-- Opening Marker --

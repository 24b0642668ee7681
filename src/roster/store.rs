//! Roster store
//!
//! Holds the registered characters, applies votes through a rating calculator
//! and writes the whole roster back to its key-value slot after every
//! mutation.

use crate::error::{Result, RosterError};
use crate::rating::RatingCalculator;
use crate::roster::names::parse_names;
use crate::storage::KeyValueStore;
use crate::types::{Character, Matchup, MatchOutcome, RankingRow, RatingChange, RosterState};
use crate::utils::generate_character_id;
use serde::{Deserialize, Serialize};
use std::collections::HashSet;
use tracing::{debug, info, warn};

/// Outcome of registering a batch of names
#[derive(Debug, Clone, Default, PartialEq, Serialize, Deserialize)]
pub struct AddReport {
    /// Characters appended to the roster, in input order
    pub added: Vec<Character>,
    /// Names dropped because they were already taken
    pub skipped: Vec<String>,
}

impl AddReport {
    pub fn is_empty(&self) -> bool {
        self.added.is_empty() && self.skipped.is_empty()
    }
}

/// The roster and its persistence slot
#[derive(Debug)]
pub struct RosterStore<S: KeyValueStore, C: RatingCalculator> {
    storage: S,
    key: String,
    calculator: C,
    state: RosterState,
}

impl<S: KeyValueStore, C: RatingCalculator> RosterStore<S, C> {
    /// Open the store, loading whatever the slot currently holds
    pub fn open(storage: S, key: impl Into<String>, calculator: C) -> Self {
        let mut store = Self {
            storage,
            key: key.into(),
            calculator,
            state: RosterState::default(),
        };
        store.state = store.load();
        info!(
            "Loaded {} characters from slot '{}'",
            store.state.characters.len(),
            store.key
        );
        store
    }

    /// Read the persisted roster
    ///
    /// Fails open: an absent, unreadable or malformed slot yields an empty
    /// roster.
    pub fn load(&self) -> RosterState {
        match self.storage.get(&self.key) {
            Ok(raw) => decode_state(raw.as_deref()),
            Err(e) => {
                warn!("Failed to read slot '{}', starting empty: {}", self.key, e);
                RosterState::default()
            }
        }
    }

    /// Write the full roster, replacing the previous slot value
    pub fn save(&mut self) -> Result<()> {
        write_slot(&mut self.storage, &self.key, &self.state)
    }

    /// Persist `next` and only then make it the in-memory roster
    fn commit(&mut self, next: RosterState) -> Result<()> {
        write_slot(&mut self.storage, &self.key, &next)?;
        self.state = next;
        Ok(())
    }

    pub fn state(&self) -> &RosterState {
        &self.state
    }

    /// Characters in registration order
    pub fn characters(&self) -> &[Character] {
        &self.state.characters
    }

    pub fn len(&self) -> usize {
        self.state.characters.len()
    }

    pub fn is_empty(&self) -> bool {
        self.state.characters.is_empty()
    }

    pub fn find(&self, id: &str) -> Option<&Character> {
        self.state.characters.iter().find(|c| c.id == id)
    }

    pub fn calculator(&self) -> &C {
        &self.calculator
    }

    pub fn storage(&self) -> &S {
        &self.storage
    }

    /// Register characters
    ///
    /// Every entry is split on comma-like delimiters. Names already on the
    /// roster, or repeated within the batch, are skipped. When nothing is left
    /// to add the call is a no-op; when every proposed name was a duplicate it
    /// fails with [`RosterError::AllDuplicates`] and the roster is untouched.
    pub fn add_characters<I, T>(&mut self, entries: I) -> Result<AddReport>
    where
        I: IntoIterator<Item = T>,
        T: AsRef<str>,
    {
        let names: Vec<String> = entries
            .into_iter()
            .flat_map(|entry| parse_names(entry.as_ref()))
            .collect();
        if names.is_empty() {
            debug!("Ignoring empty name input");
            return Ok(AddReport::default());
        }

        let mut taken: HashSet<String> =
            self.state.characters.iter().map(|c| c.name.clone()).collect();
        let mut report = AddReport::default();

        for name in names {
            if taken.contains(&name) {
                report.skipped.push(name);
                continue;
            }
            taken.insert(name.clone());
            report.added.push(Character::new(
                generate_character_id(),
                name,
                self.calculator.initial_rating(),
            ));
        }

        if report.added.is_empty() {
            info!("Rejected batch of duplicate names: {:?}", report.skipped);
            return Err(RosterError::AllDuplicates {
                names: report.skipped,
            }
            .into());
        }

        let mut next = self.state.clone();
        next.characters.extend(report.added.iter().cloned());
        self.commit(next)?;

        info!(
            "Registered {} characters ({} skipped as duplicates)",
            report.added.len(),
            report.skipped.len()
        );
        Ok(report)
    }

    /// Remove a character by id; absent ids are not an error
    ///
    /// Returns whether a character was removed. The roster is persisted
    /// either way.
    pub fn remove_character(&mut self, id: &str) -> Result<bool> {
        let mut next = self.state.clone();
        next.characters.retain(|c| c.id != id);
        let removed = next.characters.len() != self.state.characters.len();

        self.commit(next)?;

        if removed {
            info!("Removed character {}", id);
        } else {
            debug!("No character with id {} to remove", id);
        }
        Ok(removed)
    }

    /// Drop every character
    pub fn reset(&mut self) -> Result<()> {
        let dropped = self.state.characters.len();
        self.commit(RosterState::default())?;
        info!("Reset roster, dropped {} characters", dropped);
        Ok(())
    }

    /// Apply a vote to the matchup
    ///
    /// Updates both ratings and exactly one pair of counters, then persists.
    /// Nothing changes in memory unless the write succeeds. Returns the
    /// rating changes for (left, right).
    pub fn record_vote(
        &mut self,
        matchup: &Matchup,
        outcome: MatchOutcome,
    ) -> Result<(RatingChange, RatingChange)> {
        if matchup.left == matchup.right {
            return Err(RosterError::InvalidMatchup {
                id: matchup.left.clone(),
            }
            .into());
        }

        let left = self.position(&matchup.left)?;
        let right = self.position(&matchup.right)?;

        let old_a = self.state.characters[left].rating;
        let old_b = self.state.characters[right].rating;
        let (new_a, new_b) = self.calculator.calculate(old_a, old_b, outcome);

        let mut next = self.state.clone();
        {
            let a = &mut next.characters[left];
            a.rating = new_a;
            let counter = match outcome {
                MatchOutcome::AWins => &mut a.wins,
                MatchOutcome::BWins => &mut a.losses,
                MatchOutcome::Draw => &mut a.draws,
            };
            *counter = counter.saturating_add(1);
        }
        {
            let b = &mut next.characters[right];
            b.rating = new_b;
            let counter = match outcome {
                MatchOutcome::AWins => &mut b.losses,
                MatchOutcome::BWins => &mut b.wins,
                MatchOutcome::Draw => &mut b.draws,
            };
            *counter = counter.saturating_add(1);
        }

        self.commit(next)?;

        info!(
            "Vote {}: {} {} -> {}, {} {} -> {}",
            outcome,
            self.state.characters[left].name,
            old_a,
            new_a,
            self.state.characters[right].name,
            old_b,
            new_b
        );

        Ok((
            RatingChange {
                character_id: matchup.left.clone(),
                old_rating: old_a,
                new_rating: new_a,
            },
            RatingChange {
                character_id: matchup.right.clone(),
                old_rating: old_b,
                new_rating: new_b,
            },
        ))
    }

    /// Ranking view: rating descending, ties in registration order
    pub fn ranking(&self) -> Vec<RankingRow> {
        let mut sorted: Vec<&Character> = self.state.characters.iter().collect();
        sorted.sort_by(|a, b| {
            b.rating
                .partial_cmp(&a.rating)
                .unwrap_or(std::cmp::Ordering::Equal)
        });

        sorted
            .into_iter()
            .enumerate()
            .map(|(i, c)| RankingRow {
                rank: i + 1,
                id: c.id.clone(),
                name: c.name.clone(),
                rating: c.rating,
                wins: c.wins,
                losses: c.losses,
                draws: c.draws,
            })
            .collect()
    }

    fn position(&self, id: &str) -> Result<usize> {
        self.state
            .characters
            .iter()
            .position(|c| c.id == id)
            .ok_or_else(|| RosterError::CharacterNotFound { id: id.to_string() }.into())
    }
}

fn write_slot<S: KeyValueStore>(storage: &mut S, key: &str, state: &RosterState) -> Result<()> {
    let raw = serde_json::to_string(state)?;
    storage.set(key, &raw)?;
    debug!(
        "Saved {} characters to slot '{}'",
        state.characters.len(),
        key
    );
    Ok(())
}

/// Decode a slot value, falling back to an empty roster
pub fn decode_state(raw: Option<&str>) -> RosterState {
    let Some(raw) = raw else {
        return RosterState::default();
    };

    match serde_json::from_str::<RosterState>(raw) {
        Ok(state) => state,
        Err(e) => {
            warn!("Discarding malformed roster payload: {}", e);
            RosterState::default()
        }
    }
}
//! Terminal front end
//!
//! A line-oriented stand-in for the browser page: commands are read from any
//! `BufRead`, frames are written to any `Write`.

pub mod command;
pub mod terminal;

pub use command::{resolve_target, Command};
pub use terminal::{run_loop, TerminalPresenter};
//! Main entry point for oshi-ranker
//!
//! Loads configuration, opens the roster slot and runs the interactive
//! terminal loop on stdin/stdout. Logs go to stderr.

use anyhow::Result;
use clap::Parser;
use oshi_ranker::config::{validate_config, AppConfig, StorageBackend};
use oshi_ranker::session::app::ConfiguredSession;
use oshi_ranker::ui::{run_loop, TerminalPresenter};
use std::io;
use std::path::PathBuf;
use tracing::{error, info};

/// oshi-ranker - rank your favourites one matchup at a time
#[derive(Parser)]
#[command(
    name = "oshi-ranker",
    version,
    about = "Rank characters by voting on random pairs",
    long_about = "oshi-ranker keeps a roster of characters, shows you two of them at a time \
                 and updates their Elo ratings from your votes. Ratings and win/loss/draw \
                 records persist between runs."
)]
struct Args {
    /// Configuration file path
    #[arg(
        short,
        long,
        value_name = "FILE",
        help = "Path to configuration file (TOML format)"
    )]
    config: Option<PathBuf>,

    /// Log level override
    #[arg(
        short,
        long,
        value_name = "LEVEL",
        help = "Override log level (trace, debug, info, warn, error)"
    )]
    log_level: Option<String>,

    /// Data directory override
    #[arg(long, value_name = "DIR", help = "Directory holding the roster file")]
    data_dir: Option<PathBuf>,

    /// Storage key override
    #[arg(long, value_name = "KEY", help = "Name of the roster slot")]
    storage_key: Option<String>,

    /// Keep everything in memory
    #[arg(long, help = "Do not read or write any files")]
    in_memory: bool,

    /// Pairing seed override
    #[arg(long, value_name = "SEED", help = "Seed the matchup picker for reproducible runs")]
    seed: Option<u64>,

    /// Enable debug mode
    #[arg(short, long, help = "Enable debug mode with verbose logging")]
    debug: bool,

    /// Dry run mode (validate config and exit)
    #[arg(long, help = "Validate configuration and exit without starting a session")]
    dry_run: bool,
}

/// Initialize structured logging with the configured level
fn init_logging(log_level: &str) -> Result<()> {
    let subscriber = tracing_subscriber::fmt()
        .with_env_filter(
            tracing_subscriber::EnvFilter::try_from_default_env()
                .unwrap_or_else(|_| log_level.into()),
        )
        .with_target(false)
        .with_line_number(true)
        .with_writer(io::stderr)
        .finish();

    tracing::subscriber::set_global_default(subscriber)
        .map_err(|e| anyhow::anyhow!("Failed to initialize logging: {}", e))?;

    Ok(())
}

/// Log the effective configuration
fn display_startup_banner(config: &AppConfig) {
    info!("oshi-ranker {}", oshi_ranker::VERSION);
    info!("   Service: {}", config.service.name);
    info!("   Log level: {}", config.service.log_level);
    match config.storage.backend {
        StorageBackend::File => info!("   Roster file: {}", config.slot_path().display()),
        StorageBackend::Memory => info!("   Roster: in memory only"),
    }
    info!("   K-factor: {}", config.rating.k_factor);
    if let Some(seed) = config.rating.pairing_seed {
        info!("   Pairing seed: {}", seed);
    }
}

/// Load and merge configuration from environment, file and CLI arguments
fn load_config(args: &Args) -> Result<AppConfig> {
    let mut config = if let Some(config_path) = &args.config {
        AppConfig::from_file(config_path)?
    } else {
        AppConfig::from_env()?
    };

    // Apply CLI overrides
    if let Some(log_level) = &args.log_level {
        config.service.log_level = log_level.clone();
    }

    if args.debug {
        config.service.log_level = "debug".to_string();
    }

    if let Some(data_dir) = &args.data_dir {
        config.storage.data_dir = data_dir.clone();
    }

    if let Some(key) = &args.storage_key {
        config.storage.key = key.clone();
    }

    if args.in_memory {
        config.storage.backend = StorageBackend::Memory;
    }

    if let Some(seed) = args.seed {
        config.rating.pairing_seed = Some(seed);
    }

    validate_config(&config)?;
    Ok(config)
}

fn main() -> Result<()> {
    // Parse command line arguments
    let args = Args::parse();

    let config = load_config(&args).unwrap_or_else(|e| {
        eprintln!("Configuration error: {:#}", e);
        std::process::exit(1);
    });

    if let Err(e) = init_logging(&config.service.log_level) {
        eprintln!("Failed to initialize logging: {}", e);
        std::process::exit(1);
    }

    display_startup_banner(&config);

    if args.dry_run {
        info!("Configuration validation successful, exiting (dry run)");
        return Ok(());
    }

    let mut session = match ConfiguredSession::from_config(&config) {
        Ok(session) => session,
        Err(e) => {
            error!("Failed to open roster: {:#}", e);
            std::process::exit(1);
        }
    };

    let stdin = io::stdin();
    let mut presenter = TerminalPresenter::new(stdin.lock(), io::stdout());
    presenter.show_help();

    if let Err(e) = run_loop(&mut session, &mut presenter) {
        error!("Session failed: {:#}", e);
        std::process::exit(1);
    }

    Ok(())
}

-- Closing Marker --

* **What is being asked**
Looking through the records, copy out every line in which the word "losses" is found.

* **Answer for the task**
                MatchOutcome::BWins => &mut a.losses,
                MatchOutcome::AWins => &mut b.losses,
                losses: c.losses,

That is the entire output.